Exercise ::
Each line below is to be copied exactly as it appears.

Material for this task ::
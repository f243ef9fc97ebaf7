//! Page contexts and the resolution boundary.
//!
//! A [`PageContext`] accumulates navigation/render metadata as it moves
//! through the pipeline stages; ownership is handed from stage to stage,
//! never shared concurrently. Resolution outcomes are a tagged enum rather
//! than thrown errors so the state machine can branch exhaustively.

use async_trait::async_trait;

use crate::error::{Result, RouterError};
use crate::hooks::{Hook, PageHooks};
use crate::prefetch::PrefetchMode;

/// One frame of the rewrite chain: a routing hook internally re-routed the
/// navigation to another URL.
#[derive(Debug, Clone, PartialEq)]
pub struct RewriteFrame {
    pub url: String,
}

/// Ordered prior partial page contexts produced by rewrite aborts.
///
/// Bounded by [`RouterConfig::max_rewrites`](crate::config::RouterConfig) so
/// a hook that keeps rewriting fails fast instead of hanging.
#[derive(Debug, Clone, Default, PartialEq)]
pub struct RewriteChain {
    frames: Vec<RewriteFrame>,
}

impl RewriteChain {
    pub fn new() -> Self {
        Self::default()
    }

    pub fn len(&self) -> usize {
        self.frames.len()
    }

    pub fn is_empty(&self) -> bool {
        self.frames.is_empty()
    }

    /// The URL override from the most recent rewrite, if any.
    pub fn latest_url(&self) -> Option<&str> {
        self.frames.last().map(|f| f.url.as_str())
    }

    pub fn extended(&self, url: impl Into<String>) -> Self {
        let mut frames = self.frames.clone();
        frames.push(RewriteFrame { url: url.into() });
        Self { frames }
    }
}

/// Everything a resolved page exports to the router.
#[derive(Clone, Default)]
pub struct PageExports {
    /// The page's client-side render function.
    pub render: Option<Hook>,
    pub hooks: PageHooks,
    /// Page-level opt-in allowing the hydration render to be aborted by a
    /// newer navigation.
    pub hydration_can_be_aborted: bool,
    /// Page-level default prefetch trigger for links without a per-link
    /// override.
    pub prefetch_mode: Option<PrefetchMode>,
}

impl std::fmt::Debug for PageExports {
    fn fmt(&self, f: &mut std::fmt::Formatter<'_>) -> std::fmt::Result {
        f.debug_struct("PageExports")
            .field("render", &self.render.is_some())
            .field("hooks", &self.hooks)
            .field("hydration_can_be_aborted", &self.hydration_can_be_aborted)
            .field("prefetch_mode", &self.prefetch_mode)
            .finish()
    }
}

/// Accumulating navigation/render metadata for one pipeline invocation.
#[derive(Debug, Clone, Default)]
pub struct PageContext {
    /// The URL the user navigated to (before any rewrites).
    pub url: String,
    pub is_backward_navigation: Option<bool>,
    pub rewrites: RewriteChain,
    /// Whether this invocation is the very first render (hydration).
    pub is_first_render_attempt: bool,
    pub is_404: bool,
    /// Status code requested by a `RenderStatus` abort, if any.
    pub abort_status: Option<u16>,
    pub exports: PageExports,
}

impl PageContext {
    pub fn new(url: impl Into<String>, is_backward_navigation: Option<bool>) -> Self {
        Self {
            url: url.into(),
            is_backward_navigation,
            ..Self::default()
        }
    }

    /// The URL routing should resolve: the most recent rewrite override, or
    /// the original URL when no rewrite happened.
    pub fn logical_url(&self) -> &str {
        self.rewrites.latest_url().unwrap_or(&self.url)
    }
}

/// A logical abort raised by a user routing/guard hook.
///
/// Not a failure: the pipeline recovers locally by re-entering itself
/// (rewrite, internal redirect), leaving the app (external redirect), or
/// rendering an error page (`RenderStatus`).
#[derive(Debug, Clone, PartialEq)]
pub enum AbortSignal {
    /// Internally re-route to another URL, keeping the visible URL unchanged.
    Rewrite { url: String },
    /// Redirect to another URL. External (scheme-qualified) URLs leave the
    /// app; internal URLs re-enter the pipeline as a fresh navigation.
    Redirect { url: String },
    /// Render the error page with the given status code (e.g. 404).
    RenderStatus { status: u16 },
}

/// Outcome of resolving a page context.
#[derive(Debug)]
pub enum ResolveOutcome {
    /// Resolution succeeded; the enriched context is handed back.
    Resolved(PageContext),
    /// A routing/guard hook raised a logical abort.
    Abort(AbortSignal),
    /// A full server-side navigation is already in flight; this invocation
    /// must silently stand down.
    AlreadyServerRouted,
    /// A static asset could not be fetched (typically a fresh deploy).
    /// Disables client routing for the rest of the session.
    AssetFetchError,
    /// Anything else: a bug in a user hook, a network failure, ...
    Failed(RouterError),
}

/// Result of the routing-only check used before intercepting a link click
/// and before prefetching.
#[derive(Debug, Clone, PartialEq)]
pub enum Routability {
    Routable,
    /// The URL is served by the server, not this router.
    NotRoutable,
    /// The route hook raised a logical abort; the full pipeline will handle
    /// it, so the URL counts as routable.
    Aborted(AbortSignal),
}

/// The external collaborator producing page contexts.
///
/// Implemented by the meta-framework's generated client glue; core tests use
/// scripted fakes. `?Send` because the browser runtime is single-threaded.
#[async_trait(?Send)]
pub trait PageContextBuilder {
    /// Build the initial page context shape for a URL, folding in the rewrite
    /// chain accumulated so far.
    async fn create(
        &self,
        url: &str,
        rewrites: &RewriteChain,
        is_backward_navigation: Option<bool>,
    ) -> Result<PageContext>;

    /// Resolve full page data (routing, data loading, export extraction).
    async fn resolve(&self, ctx: PageContext) -> ResolveOutcome;

    /// Resolve the error page for a context whose normal resolution failed.
    async fn resolve_error_page(&self, ctx: PageContext) -> ResolveOutcome;

    /// Routing-only check: does this URL route client-side?
    /// `Err` means the route hook itself has a bug and must propagate.
    async fn routability(&self, url: &str) -> Result<Routability>;

    /// Load the static assets/data for a URL without rendering (prefetch).
    async fn load_page_assets(&self, url: &str) -> Result<()>;
}

#[cfg(test)]
mod tests {
    use super::*;

    #[test]
    fn logical_url_prefers_latest_rewrite() {
        let mut ctx = PageContext::new("/original", None);
        assert_eq!(ctx.logical_url(), "/original");
        ctx.rewrites = ctx.rewrites.extended("/first").extended("/second");
        assert_eq!(ctx.logical_url(), "/second");
        assert_eq!(ctx.url, "/original");
    }

    #[test]
    fn rewrite_chain_extension_preserves_order() {
        let chain = RewriteChain::new().extended("/a").extended("/b");
        assert_eq!(chain.len(), 2);
        assert_eq!(chain.latest_url(), Some("/b"));
    }
}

Response to this exercise ::
repository f243ef9fc97ebaf7
//! Page contexts and the resolution boundary.
//!
//! A [`PageContext`] accumulates navigation/render metadata as it moves
//! through the pipeline stages; ownership is handed from stage to stage,
//! never shared concurrently. Resolution outcomes are a tagged enum rather
//! than thrown errors so the state machine can branch exhaustively.

use async_trait::async_trait;

use crate::error::{Result, RouterError};
use crate::hooks::{Hook, PageHooks};
use crate::prefetch::PrefetchMode;

/// One frame of the rewrite chain: a routing hook internally re-routed the
/// navigation to another URL.
#[derive(Debug, Clone, PartialEq)]
pub struct RewriteFrame {
    pub url: String,
}

/// Ordered prior partial page contexts produced by rewrite aborts.
///
/// Bounded by [`RouterConfig::max_rewrites`](crate::config::RouterConfig) so
/// a hook that keeps rewriting fails fast instead of hanging.
#[derive(Debug, Clone, Default, PartialEq)]
pub struct RewriteChain {
    frames: Vec<RewriteFrame>,
}

impl RewriteChain {
    pub fn new() -> Self {
        Self::default()
    }

    pub fn len(&self) -> usize {
        self.frames.len()
    }

    pub fn is_empty(&self) -> bool {
        self.frames.is_empty()
    }

    /// The URL override from the most recent rewrite, if any.
    pub fn latest_url(&self) -> Option<&str> {
        self.frames.last().map(|f| f.url.as_str())
    }

    pub fn extended(&self, url: impl Into<String>) -> Self {
        let mut frames = self.frames.clone();
        frames.push(RewriteFrame { url: url.into() });
        Self { frames }
    }
}

/// Everything a resolved page exports to the router.
#[derive(Clone, Default)]
pub struct PageExports {
    /// The page's client-side render function.
    pub render: Option<Hook>,
    pub hooks: PageHooks,
    /// Page-level opt-in allowing the hydration render to be aborted by a
    /// newer navigation.
    pub hydration_can_be_aborted: bool,
    /// Page-level default prefetch trigger for links without a per-link
    /// override.
    pub prefetch_mode: Option<PrefetchMode>,
}

impl std::fmt::Debug for PageExports {
    fn fmt(&self, f: &mut std::fmt::Formatter<'_>) -> std::fmt::Result {
        f.debug_struct("PageExports")
            .field("render", &self.render.is_some())
            .field("hooks", &self.hooks)
            .field("hydration_can_be_aborted", &self.hydration_can_be_aborted)
            .field("prefetch_mode", &self.prefetch_mode)
            .finish()
    }
}

/// Accumulating navigation/render metadata for one pipeline invocation.
#[derive(Debug, Clone, Default)]
pub struct PageContext {
    /// The URL the user navigated to (before any rewrites).
    pub url: String,
    pub is_backward_navigation: Option<bool>,
    pub rewrites: RewriteChain,
    /// Whether this invocation is the very first render (hydration).
    pub is_first_render_attempt: bool,
    pub is_404: bool,
    /// Status code requested by a `RenderStatus` abort, if any.
    pub abort_status: Option<u16>,
    pub exports: PageExports,
}

impl PageContext {
    pub fn new(url: impl Into<String>, is_backward_navigation: Option<bool>) -> Self {
        Self {
            url: url.into(),
            is_backward_navigation,
            ..Self::default()
        }
    }

    /// The URL routing should resolve: the most recent rewrite override, or
    /// the original URL when no rewrite happened.
    pub fn logical_url(&self) -> &str {
        self.rewrites.latest_url().unwrap_or(&self.url)
    }
}

/// A logical abort raised by a user routing/guard hook.
///
/// Not a failure: the pipeline recovers locally by re-entering itself
/// (rewrite, internal redirect), leaving the app (external redirect), or
/// rendering an error page (`RenderStatus`).
#[derive(Debug, Clone, PartialEq)]
pub enum AbortSignal {
    /// Internally re-route to another URL, keeping the visible URL unchanged.
    Rewrite { url: String },
    /// Redirect to another URL. External (scheme-qualified) URLs leave the
    /// app; internal URLs re-enter the pipeline as a fresh navigation.
    Redirect { url: String },
    /// Render the error page with the given status code (e.g. 404).
    RenderStatus { status: u16 },
}

/// Outcome of resolving a page context.
#[derive(Debug)]
pub enum ResolveOutcome {
    /// Resolution succeeded; the enriched context is handed back.
    Resolved(PageContext),
    /// A routing/guard hook raised a logical abort.
    Abort(AbortSignal),
    /// A full server-side navigation is already in flight; this invocation
    /// must silently stand down.
    AlreadyServerRouted,
    /// A static asset could not be fetched (typically a fresh deploy).
    /// Disables client routing for the rest of the session.
    AssetFetchError,
    /// Anything else: a bug in a user hook, a network failure, ...
    Failed(RouterError),
}

/// Result of the routing-only check used before intercepting a link click
/// and before prefetching.
#[derive(Debug, Clone, PartialEq)]
pub enum Routability {
    Routable,
    /// The URL is served by the server, not this router.
    NotRoutable,
    /// The route hook raised a logical abort; the full pipeline will handle
    /// it, so the URL counts as routable.
    Aborted(AbortSignal),
}

/// The external collaborator producing page contexts.
///
/// Implemented by the meta-framework's generated client glue; core tests use
/// scripted fakes. `?Send` because the browser runtime is single-threaded.
#[async_trait(?Send)]
pub trait PageContextBuilder {
    /// Build the initial page context shape for a URL, folding in the rewrite
    /// chain accumulated so far.
    async fn create(
        &self,
        url: &str,
        rewrites: &RewriteChain,
        is_backward_navigation: Option<bool>,
    ) -> Result<PageContext>;

    /// Resolve full page data (routing, data loading, export extraction).
    async fn resolve(&self, ctx: PageContext) -> ResolveOutcome;

    /// Resolve the error page for a context whose normal resolution failed.
    async fn resolve_error_page(&self, ctx: PageContext) -> ResolveOutcome;

    /// Routing-only check: does this URL route client-side?
    /// `Err` means the route hook itself has a bug and must propagate.
    async fn routability(&self, url: &str) -> Result<Routability>;

    /// Load the static assets/data for a URL without rendering (prefetch).
    async fn load_page_assets(&self, url: &str) -> Result<()>;
}

#[cfg(test)]
mod tests {
    use super::*;

    #[test]
    fn logical_url_prefers_latest_rewrite() {
        let mut ctx = PageContext::new("/original", None);
        assert_eq!(ctx.logical_url(), "/original");
        ctx.rewrites = ctx.rewrites.extended("/first").extended("/second");
        assert_eq!(ctx.logical_url(), "/second");
        assert_eq!(ctx.url, "/original");
    }

    #[test]
    fn rewrite_chain_extension_preserves_order() {
        let chain = RewriteChain::new().extended("/a").extended("/b");
        assert_eq!(chain.len(), 2);
        assert_eq!(chain.latest_url(), Some("/b"));
    }
}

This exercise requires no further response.